Preiswürdig in Berlin: Kreuzberger Metallverarbeiter bindet Alleinerziehende als Fachkräfte ein

Berlin gilt als Hauptstadt der Singles – und der Alleinerziehenden. Erstmals wurde in Berlin nun der Preis „niellA“ für ein Unternehmen verliehen, das besonders attraktiv ist für alleinerziehende Angestellte.

Von Alix Faßmann

Hauptstadt der Alleinerziehenden, auch das ist Berlin in Deutschland. In Friedrichshain-Kreuzberg wurde jetzt ein neuer Preis verliehen. „niellA – Alleinerziehende im Blick“ heißt der erstmalige Unternehmenspreis und wurde an das alleinerziehenden-freundlichste Unternehmen des Bezirks verliehen. Und der Preisträger kommt aus einer Branche, die nichts mit Sozialberufen oder dergleichen zu tun hat.

„Die Alleinerziehenden fallen mir doch laufend aus“, beschreibt Stephan Felisiak, Geschäftsführer des Jobcenters Berlin Friedrichshain-Kreuzberg, die stigmatisierende Erfahrung, die Alleinerziehende immer wieder mit Arbeitgebern machen. „Mit diesem Preis wollten wir auf die positiven Seiten der Alleinerziehenden hinweisen. Und zu einem Perspektivwechsel animieren.“ Die Wortschöpfung „niellA“, rückwärtsgelesen „Allein“, möchte diese andere Seite symbolisieren.
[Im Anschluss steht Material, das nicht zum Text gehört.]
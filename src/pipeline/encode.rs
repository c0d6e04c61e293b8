//! Document encoding: PDF bytes → base64 inline payload.
//!
//! Multimodal APIs take the document inline in the JSON body. The payload is
//! the bare base64 text; no `data:application/pdf;base64,` prefix, which
//! Gemini rejects in `inline_data`.

use crate::error::ScheduleError;
use base64::{engine::general_purpose::STANDARD, Engine as _};
use std::path::Path;
use tracing::debug;

/// MIME type sent with every document.
pub const PDF_MIME_TYPE: &str = "application/pdf";

/// A document ready to be attached to a model request.
#[derive(Debug, Clone, PartialEq, Eq)]
pub struct PdfPayload {
    /// Standard base64 of the file contents.
    pub data: String,
    pub mime_type: &'static str,
    /// Size of the original file in bytes.
    pub byte_len: usize,
}

/// Encode in-memory PDF bytes.
pub fn encode_pdf(bytes: &[u8]) -> PdfPayload {
    let data = STANDARD.encode(bytes);
    debug!("Encoded document: {} bytes → {} bytes base64", bytes.len(), data.len());
    PdfPayload {
        data,
        mime_type: PDF_MIME_TYPE,
        byte_len: bytes.len(),
    }
}

/// Read and encode a file from disk.
pub async fn encode_file(path: &Path) -> Result<PdfPayload, ScheduleError> {
    let bytes = tokio::fs::read(path)
        .await
        .map_err(|source| ScheduleError::FileRead {
            path: path.to_path_buf(),
            source,
        })?;
    Ok(encode_pdf(&bytes))
}
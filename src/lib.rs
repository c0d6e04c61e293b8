//! # edgequake-timetable
//!
//! Extract a class timetable from a PDF using a generative model.
//!
//! Timetable PDFs come out of a dozen different export tools, with merged
//! cells, rotated headers and free-form room notes. Rather than parse them,
//! this crate sends the PDF to a multimodal model together with a JSON
//! schema, then reshapes the answer into [`GroupData`]: a canonical cohort
//! code plus one [`ScheduleEntry`] per class.
//!
//! ## Pipeline Overview
//!
//! ```text
//! PDF
//!  │
//!  ├─ 1. Input      local file or URL → bytes (+ %PDF check)
//!  ├─ 2. Encode     bytes → base64 inline part
//!  ├─ 3. Model      one schema-constrained request (Gemini by default)
//!  ├─ 4. Normalize  cohort code, French day names → DayOfWeek
//!  └─ 5. Output     GroupData (JSON via the CLI)
//! ```
//!
//! ## Quick Start
//!
//! ```rust,no_run
//! use edgequake_timetable::{parse_schedule_file, ExtractionConfig};
//!
//! #[tokio::main]
//! async fn main() -> Result<(), Box<dyn std::error::Error>> {
//!     // Credential from GEMINI_API_KEY
//!     let config = ExtractionConfig::from_env();
//!     let group = parse_schedule_file("DEV101.pdf", &config).await?;
//!     for entry in &group.entries {
//!         println!("{} {} {} {}", entry.day, entry.time_slot, entry.room, entry.professor);
//!     }
//!     Ok(())
//! }
//! ```
//!
//! ## Feature Flags
//!
//! | Feature | Default | Description |
//! |---------|---------|-------------|
//! | `cli`   | on      | Enables the `pdf2schedule` binary (clap + anyhow + tracing-subscriber) |

// ── Modules ──────────────────────────────────────────────────────────────

pub mod config;
pub mod error;
pub mod extract;
pub mod pipeline;
pub mod prompts;
pub mod schedule;

// ── Re-exports ───────────────────────────────────────────────────────────

pub use config::{ExtractionConfig, ExtractionConfigBuilder};
pub use error::ScheduleError;
pub use extract::{
    extract_with_model, parse_schedule_file, parse_schedule_pdf, parse_schedule_sync,
    parse_schedule_to_file,
};
pub use pipeline::llm::{ExtractionRequest, GeminiModel, ProviderModel, ScheduleModel};
pub use pipeline::normalize::canonicalize_cohort_id;
pub use schedule::{DayOfWeek, GroupData, GroupStatus, ScheduleDay, ScheduleEntry, DEFAULT_TIME_SLOTS};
Es ist 18 Uhr im „Nirgendwo“ in Friedrichshain, ein stillgelegter Lokschuppen, heute besonderer Veranstaltungsort mit hübschem Garten. Eine schwierige Uhrzeit für Alleinerziehende. Kita oder Hort sind vorbei, zu spät für eine Verabredung zum Spielen und der Babysitter hat keine Zeit. In einer Ecke des Gartens wartet „Micha“ aus Kreuzberg mit Bastelkram und Glitzerperlen als eherenamtliche Kinderbetreuung für den Abend. Er ist nicht umsonst gekommen, zwei Kinder begleiten ihre Mütter an diesem Abend.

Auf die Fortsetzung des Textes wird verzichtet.